Réunion du jeudi 22 février 2018 à 11h30
Commission d'enquête chargée d'examiner les décisions de l'État en matière de politique industrielle, au regard des fusions d'entreprises intervenues récemment, notamment dans les cas d'alstom, d'alcatel et de stx, ainsi que les moyens susceptibles de protéger nos fleurons industriels nationaux dans un contexte commercial mondialisé

Maître Laurent Cohen-Tanugi, avocat au barreau de Paris :

C'est un sujet que je suis depuis de nombreuses années.

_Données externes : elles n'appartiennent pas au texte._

use crate::{ProviderError, TransportConfig};
use reqwest::blocking::Client;
use reqwest::redirect::Policy;
use serde_json::Value;
use tracing::debug;

/// Sends a GET request and returns the decoded JSON body.
///
/// Implementations must fail on network errors, non-2xx statuses and bodies that are not JSON.
pub trait Transport {
    fn get(&self, url: &str, query: &[(&'static str, String)]) -> Result<Value, ProviderError>;
}

/// The default transport, backed by a blocking `reqwest` client
#[derive(Clone, Debug)]
pub struct HttpTransport {
    client: Client,
}

impl HttpTransport {
    pub fn new(config: &TransportConfig) -> Result<Self, ProviderError> {
        let mut builder = Client::builder()
            .user_agent(config.user_agent.as_str())
            .redirect(Policy::limited(config.max_redirects));
        if let Some(timeout) = config.timeout() {
            builder = builder.timeout(timeout);
        }
        Ok(HttpTransport {
            client: builder.build()?,
        })
    }

    /// Wrap an already configured client
    pub fn with_client(client: Client) -> Self {
        HttpTransport { client }
    }
}

impl Transport for HttpTransport {
    fn get(&self, url: &str, query: &[(&'static str, String)]) -> Result<Value, ProviderError> {
        let resp = self
            .client
            .get(url)
            .query(query)
            .send()?
            .error_for_status()?;
        debug!(status = %resp.status(), "provider responded");
        let text = resp.text()?;
        Ok(serde_json::from_str(&text)?)
    }
}
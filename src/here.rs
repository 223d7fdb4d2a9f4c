//! The [HERE Geocoding & Search API](https://developer.here.com/documentation/geocoding-search-api/).
//!
//! HERE only works in WGS84, so requests must use SRID 4326. Forward lookups use a free-text
//! `q` plus a qualified `qq` query; reverse lookups send `at=lat,lng` and a language tag.
use crate::provider::{
    deserialize_lenient_f64, require_api_key, Provider, Query, ReverseProvider,
};
use crate::{Candidate, GeocodeRequest, GeocodingError, InvalidRequest, Location, Point, Score};
use serde::Deserialize;
use serde_json::Value;

/// An instance of the HERE geocoding and search service
#[derive(Clone, Debug)]
pub struct Here {
    api_key: String,
    endpoint: String,
    reverse_endpoint: String,
    locale: String,
}

impl Here {
    /// Create a new HERE instance using the default endpoints and the `en-US` locale
    pub fn new(api_key: String) -> Self {
        Here {
            api_key,
            endpoint: "https://geocode.search.hereapi.com/v1/geocode".to_string(),
            reverse_endpoint: "https://revgeocode.search.hereapi.com/v1/revgeocode".to_string(),
            locale: "en-US".to_string(),
        }
    }

    /// Set a custom forward-geocoding endpoint (the full URL)
    pub fn with_endpoint(mut self, endpoint: &str) -> Self {
        self.endpoint = endpoint.to_owned();
        self
    }

    /// Set a custom reverse-geocoding endpoint (the full URL)
    pub fn with_reverse_endpoint(mut self, endpoint: &str) -> Self {
        self.reverse_endpoint = endpoint.to_owned();
        self
    }

    /// Set the BCP 47 language tag used for reverse-geocoded addresses
    pub fn with_locale(mut self, locale: &str) -> Self {
        self.locale = locale.to_owned();
        self
    }
}

impl Provider for Here {
    fn name(&self) -> &'static str {
        "HERE"
    }

    fn required_srid(&self) -> Option<u32> {
        Some(4326)
    }

    fn check(&self) -> Result<(), InvalidRequest> {
        require_api_key(&self.api_key)
    }

    fn endpoint(&self, _request: &GeocodeRequest) -> String {
        self.endpoint.clone()
    }

    fn build_query(&self, request: &GeocodeRequest) -> Query {
        let qualified = [
            ("city", request.city()),
            ("district", request.neighborhood()),
            ("state", request.region()),
            ("country", request.country()),
        ]
        .iter()
        .filter_map(|(key, value)| value.map(|v| format!("{}={}", key, v)))
        .collect::<Vec<_>>()
        .join(";");

        let mut query = vec![("q", request.address().to_string())];
        if !qualified.is_empty() {
            query.push(("qq", qualified));
        }
        query.push(("apikey", self.api_key.clone()));
        query
    }

    fn map_response(&self, body: Value) -> Result<Vec<Candidate>, GeocodingError> {
        let res: HereResponse = serde_json::from_value(body)?;
        if res.items.is_empty() {
            return Err(GeocodingError::NoCandidatesFound);
        }
        Ok(res
            .items
            .into_iter()
            .map(|item| {
                let score = item.scoring.map(|s| Score::Float(s.query_score * 100.0));
                Candidate::new(
                    item.title,
                    Point::new(item.position.lng, item.position.lat),
                    score,
                )
            })
            .collect())
    }
}

impl ReverseProvider for Here {
    fn name(&self) -> &'static str {
        "HERE"
    }

    fn check(&self) -> Result<(), InvalidRequest> {
        require_api_key(&self.api_key)
    }

    fn reverse_endpoint(&self) -> String {
        self.reverse_endpoint.clone()
    }

    fn build_reverse_query(&self, location: &Location) -> Query {
        vec![
            ("at", format!("{},{}", location.y(), location.x())),
            ("lang", self.locale.clone()),
            ("apiKey", self.api_key.clone()),
        ]
    }

    fn map_reverse_response(&self, body: Value) -> Result<Option<String>, GeocodingError> {
        let res: HereReverseResponse = serde_json::from_value(body)?;
        Ok(res
            .items
            .into_iter()
            .next()
            .and_then(|item| item.address.label))
    }
}

/// The top-level JSON response returned by `/v1/geocode`
///
///```json
/// {
///   "items": [
///     {
///       "title": "1375 E Buena Vista Dr, Orlando, FL 32830-8402, United States",
///       "resultType": "houseNumber",
///       "position": { "lat": 28.37014, "lng": -81.51982 },
///       "scoring": { "queryScore": 1.0, "fieldScore": { "city": 1.0, "streets": [1.0] } }
///     }
///   ]
/// }
///```
#[derive(Debug, Deserialize)]
pub struct HereResponse {
    pub items: Vec<HereItem>,
}

#[derive(Debug, Deserialize)]
pub struct HereItem {
    pub title: String,
    pub position: HerePosition,
    pub scoring: Option<HereScoring>,
}

#[derive(Debug, Deserialize)]
pub struct HerePosition {
    #[serde(deserialize_with = "deserialize_lenient_f64")]
    pub lat: f64,
    #[serde(deserialize_with = "deserialize_lenient_f64")]
    pub lng: f64,
}

#[derive(Debug, Deserialize)]
pub struct HereScoring {
    #[serde(rename = "queryScore", deserialize_with = "deserialize_lenient_f64")]
    pub query_score: f64,
}

/// The top-level JSON response returned by `/v1/revgeocode`
#[derive(Debug, Deserialize)]
pub struct HereReverseResponse {
    #[serde(default)]
    pub items: Vec<HereReverseItem>,
}

#[derive(Debug, Deserialize)]
pub struct HereReverseItem {
    pub address: HereAddress,
}

#[derive(Debug, Deserialize)]
pub struct HereAddress {
    pub label: Option<String>,
}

Les mesures annoncées par le Premier ministre me semblent aller dans le bon sens. Il faut en effet prendre acte du contexte actuel, dans lequel les tensions géopolitiques se développent et les technologies prennent une importance croissante. L'Europe a peut-être pris un peu plus de temps pour s'en apercevoir : les États-Unis avaient déjà durci leur contrôle des investissements étrangers en 2007. Il s'agit donc d'un processus continu – évidemment renforcé par les positions de l'administration Trump –, lié notamment à la montée en puissance de la Chine dans le secteur technologique. La France, me semble-t-il, doit aller également dans cette direction et adopter, à l'instar des Américains, des dispositions relativement générales plutôt que de dresser une liste des secteurs protégés qui ne sera jamais exhaustive. Les autorités nationales doivent en effet bénéficier d'une certaine discrétion pour déterminer, en fonction de l'investisseur, du secteur concerné, du contexte, si un investissement peut être autorisé ou pas et à quelles conditions, conditions qui doivent être davantage entourées de garanties juridiques qu'elles ne le sont traditionnellement. Aux États-Unis, je l'ai indiqué, le non-respect des conventions conclues peut faire l'objet de sanctions, qui peuvent aller jusqu'à l'annulation de l'autorisation. Par exemple, dans l'affaire Alcatel-Lucent – bien qu'il se soit agi d'une fusion entre alliés, si je puis dire –, il a été décidé que les laboratoires Bell, qui étaient la propriété de Lucent et détenaient de nombreux grands brevets technologiques américains, seraient contrôlés par un conseil d'administration composé de personnes accréditées par le Département de la défense américain. Alcatel-Lucent ne pouvait que toucher les dividendes de ces laboratoires. Dans l'environnement qui s'annonce, il faut être, je crois, extrêmement vigilant quant aux investissements dans des secteurs stratégiques d'entreprises liées à des États.

En la matière, l'échelle communautaire est, me semble-t-il, la plus pertinente mais, en attendant que les mesures soient prises à ce niveau, il faut que nous renforcions notre dispositif national.